The purpose of this technical guidance document is to advance the appropriate use of ISM for sampling soils at waste sites and potentially contaminated land or properties. In doing so, this document addresses those challenges that constrain or prohibit use of ISM. Some of these challenges may be directly associated with ISM, but as just described, others may be associated with questions poorly addressed in traditional soil sampling approaches using discrete samples. The challenge for developing this document on ISM is quite broad. See Section 8 for a detailed discussion on regulatory challenges and survey issues regarding ISM and how they can be successfully addressed.

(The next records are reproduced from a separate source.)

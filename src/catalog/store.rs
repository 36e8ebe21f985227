// src/catalog/store.rs

use std::collections::HashMap;
use std::sync::Arc;
use std::time::SystemTime;

use tokio::sync::{mpsc, RwLock};
use tokio_util::sync::CancellationToken;
use tracing::debug;

use crate::catalog::file::CatalogedFile;
use crate::feed::{build_entry, FeedEntry};

/// Consistent read-only view of the catalog for the feed endpoint.
#[derive(Debug, Clone)]
pub struct FeedSnapshot {
    /// Feed entries in insertion order, oldest discovery first.
    pub entries: Vec<FeedEntry>,

    /// Time of the most recent insert, `None` while the catalog is empty.
    pub last_updated: Option<SystemTime>,
}

#[derive(Debug, Default)]
struct CatalogState {
    files: HashMap<String, CatalogedFile>,
    entries: Vec<FeedEntry>,
    last_updated: Option<SystemTime>,
}

/// The in-memory authoritative record of all known files and their derived
/// feed entries.
///
/// Exactly one task mutates this: the consumer spawned via [`run_consumer`].
/// HTTP handlers only read. The `RwLock` guarantees a reader never observes
/// a half-applied insert (map updated but entry list not, or vice versa).
#[derive(Debug, Default)]
pub struct Catalog {
    state: RwLock<CatalogState>,
}

impl Catalog {
    pub fn new() -> Self {
        Self::default()
    }

    /// Insert a discovered file and its derived feed entry.
    ///
    /// The entry is always appended; the mapping overwrites on an identifier
    /// collision (same file name discovered by two monitors), last write
    /// wins. The last-updated timestamp moves to now on every insert.
    pub async fn insert(&self, file: CatalogedFile, entry: FeedEntry) {
        let mut state = self.state.write().await;
        state.files.insert(file.identifier.clone(), file);
        state.entries.push(entry);
        state.last_updated = Some(SystemTime::now());
    }

    /// Resolve an identifier to its cataloged file, if known.
    pub async fn lookup(&self, identifier: &str) -> Option<CatalogedFile> {
        self.state.read().await.files.get(identifier).cloned()
    }

    /// Take a consistent snapshot of the current feed state.
    pub async fn snapshot(&self) -> FeedSnapshot {
        let state = self.state.read().await;
        FeedSnapshot {
            entries: state.entries.clone(),
            last_updated: state.last_updated,
        }
    }

    /// Number of distinct identifiers currently cataloged.
    pub async fn len(&self) -> usize {
        self.state.read().await.files.len()
    }

    pub async fn is_empty(&self) -> bool {
        self.state.read().await.files.is_empty()
    }
}

/// Drain the discovery channel into the catalog until the channel closes or
/// shutdown is requested.
///
/// This is the sole writer of catalog state for the lifetime of the process.
/// If it stalls, no new files become visible, but reads of prior state keep
/// being served.
///
/// `server_address` is the base URL feed links are built against, e.g.
/// `http://localhost:64055`.
pub async fn run_consumer(
    catalog: Arc<Catalog>,
    mut additions: mpsc::Receiver<CatalogedFile>,
    server_address: String,
    shutdown: CancellationToken,
) {
    loop {
        tokio::select! {
            _ = shutdown.cancelled() => {
                debug!("catalog consumer shutting down");
                return;
            }
            next = additions.recv() => {
                let Some(file) = next else {
                    debug!("discovery channel closed, catalog consumer exiting");
                    return;
                };

                let entry = build_entry(&file, &server_address);
                debug!(
                    identifier = %file.identifier,
                    name = %file.name,
                    "cataloging discovered file"
                );
                catalog.insert(file, entry).await;
            }
        }
    }
}
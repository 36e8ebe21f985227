// src/server/mod.rs

//! HTTP surface: the feed document and file downloads.
//!
//! Routing is composed once at startup with the catalog injected into the
//! handlers; there is no ambient global routing state. Handlers never write
//! catalog state.

pub mod routes;

use anyhow::{Context, Result};
use axum::Router;
use tokio_util::sync::CancellationToken;
use tracing::info;

pub use routes::router;

/// Bind the listener and serve until the shutdown token fires.
///
/// A bind/listen failure is fatal and propagates to the caller.
pub async fn serve(app: Router, port: u16, shutdown: CancellationToken) -> Result<()> {
    let listener = tokio::net::TcpListener::bind(("0.0.0.0", port))
        .await
        .with_context(|| format!("binding HTTP listener on port {port}"))?;

    info!(port, "HTTP server listening");

    axum::serve(listener, app)
        .with_graceful_shutdown(shutdown.cancelled_owned())
        .await
        .context("HTTP server terminated")?;

    Ok(())
}
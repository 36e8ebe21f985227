use std::error::Error;
use std::fs;
use std::path::PathBuf;
use std::time::SystemTime;

use dirfeed::catalog::{file_identifier, CatalogedFile, FeedSnapshot};
use dirfeed::config::model::{DEFAULT_AUTHOR_NAME, DEFAULT_DESCRIPTION, DEFAULT_TITLE};
use dirfeed::config::{load_from_path, ConfigFile, FeedSection};
use dirfeed::feed::{build_entry, render_feed};

type TestResult = Result<(), Box<dyn Error>>;

const ADDRESS: &str = "http://localhost:64055";

fn cataloged(name: &str, size: u64) -> CatalogedFile {
    CatalogedFile {
        identifier: file_identifier(name),
        path: PathBuf::from(format!("/srv/media/{name}")),
        name: name.to_string(),
        size,
        modified: SystemTime::now(),
    }
}

#[test]
fn entry_builder_projects_a_cataloged_file() {
    let file = cataloged("episode.mp3", 52_428_800);
    let entry = build_entry(&file, ADDRESS);

    let expected_link = format!("{ADDRESS}/file/{}/episode.mp3", file.identifier);
    assert_eq!(entry.title, "episode.mp3");
    assert_eq!(entry.link, expected_link);
    assert_eq!(entry.enclosure_url, expected_link);
    assert_eq!(entry.enclosure_length, "52428800");
    assert_eq!(entry.enclosure_type, "audio/mpeg");
    assert_eq!(entry.description, "");
}

#[test]
fn entry_builder_leaves_unrecognized_mime_empty() {
    let entry = build_entry(&cataloged("blob.zzz-unknown", 9), ADDRESS);
    assert_eq!(entry.enclosure_type, "");
    assert_eq!(entry.enclosure_length, "9");
}

#[test]
fn feed_section_resolves_defaults_for_unset_and_empty() {
    let empty = FeedSection {
        title: None,
        link: Some(String::new()),
        description: None,
        author_name: Some(String::new()),
    };
    let meta = empty.resolve(ADDRESS);
    assert_eq!(meta.title, DEFAULT_TITLE);
    assert_eq!(meta.link, ADDRESS);
    assert_eq!(meta.description, DEFAULT_DESCRIPTION);
    assert_eq!(meta.author_name, DEFAULT_AUTHOR_NAME);

    let set = FeedSection {
        title: Some("Conference talks".to_string()),
        link: Some("http://feeds.example.net".to_string()),
        description: Some("Recordings".to_string()),
        author_name: Some("av-team".to_string()),
    };
    let meta = set.resolve(ADDRESS);
    assert_eq!(meta.title, "Conference talks");
    assert_eq!(meta.link, "http://feeds.example.net");
    assert_eq!(meta.description, "Recordings");
    assert_eq!(meta.author_name, "av-team");
}

#[test]
fn config_loads_from_toml() -> TestResult {
    let dir = tempfile::tempdir()?;
    let path = dir.path().join("dirfeed.toml");
    fs::write(
        &path,
        r#"
[feed]
title = "Conference talks"
author_name = "av-team"
"#,
    )?;

    let cfg: ConfigFile = load_from_path(&path)?;
    assert_eq!(cfg.feed.title.as_deref(), Some("Conference talks"));
    assert_eq!(cfg.feed.author_name.as_deref(), Some("av-team"));
    assert!(cfg.feed.link.is_none());
    assert!(cfg.feed.description.is_none());

    // Empty file parses to all-defaults.
    fs::write(&path, "")?;
    let cfg = load_from_path(&path)?;
    assert!(cfg.feed.title.is_none());
    Ok(())
}

#[test]
fn rendered_feed_carries_channel_and_items() {
    let meta = FeedSection::default().resolve(ADDRESS);
    let file = cataloged("episode.mp3", 1024);
    let entry = build_entry(&file, ADDRESS);
    let link = entry.link.clone();

    let snapshot = FeedSnapshot {
        entries: vec![entry],
        last_updated: Some(SystemTime::now()),
    };
    let xml = render_feed(&meta, &snapshot);

    assert!(xml.contains("<rss"));
    assert!(xml.contains(&format!("<title>{DEFAULT_TITLE}</title>")));
    assert!(xml.contains("<title>episode.mp3</title>"));
    assert!(xml.contains(&link));
    assert!(xml.contains("length=\"1024\""));
    assert!(xml.contains("type=\"audio/mpeg\""));
    assert!(xml.contains("<pubDate>"));
}

#[test]
fn rendered_feed_for_empty_catalog_has_no_items_or_pub_date() {
    let meta = FeedSection::default().resolve(ADDRESS);
    let snapshot = FeedSnapshot {
        entries: Vec::new(),
        last_updated: None,
    };
    let xml = render_feed(&meta, &snapshot);

    assert!(xml.contains("<rss"));
    assert!(!xml.contains("<item>"));
    assert!(!xml.contains("<pubDate>"));
}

While the focus of this document is on sampling shallow soils, other interests and areas, including sampling of deeper soils, are also discussed. In addition, some of the limitations associated with traditional soil sampling practices are not so much attributable to the reliance on discrete samples as they are due to the lack of clear and quantifiable sampling objectives to achieve project goals. Meeting sampling goals is discussed in Section 2 and Section 3 of the document as part of the planning process, as well as part of the sampling design.
ISM usage is increasing in the environmental field. Currently, two states, Alaska and Hawaii, use ISM based on guidance documents that each state has recently developed. In addition, USEPA SW-846 Method 8330B applies incremental sampling procedures for explosive residue field sample collection and laboratory analysis. Thus, it is timely for this document to be issued. Again, it is the intent of the ISM Team that this document advance the appropriate use of ISM, as well as to expand the list of chemical contaminants that can be addressed confidently by ISM.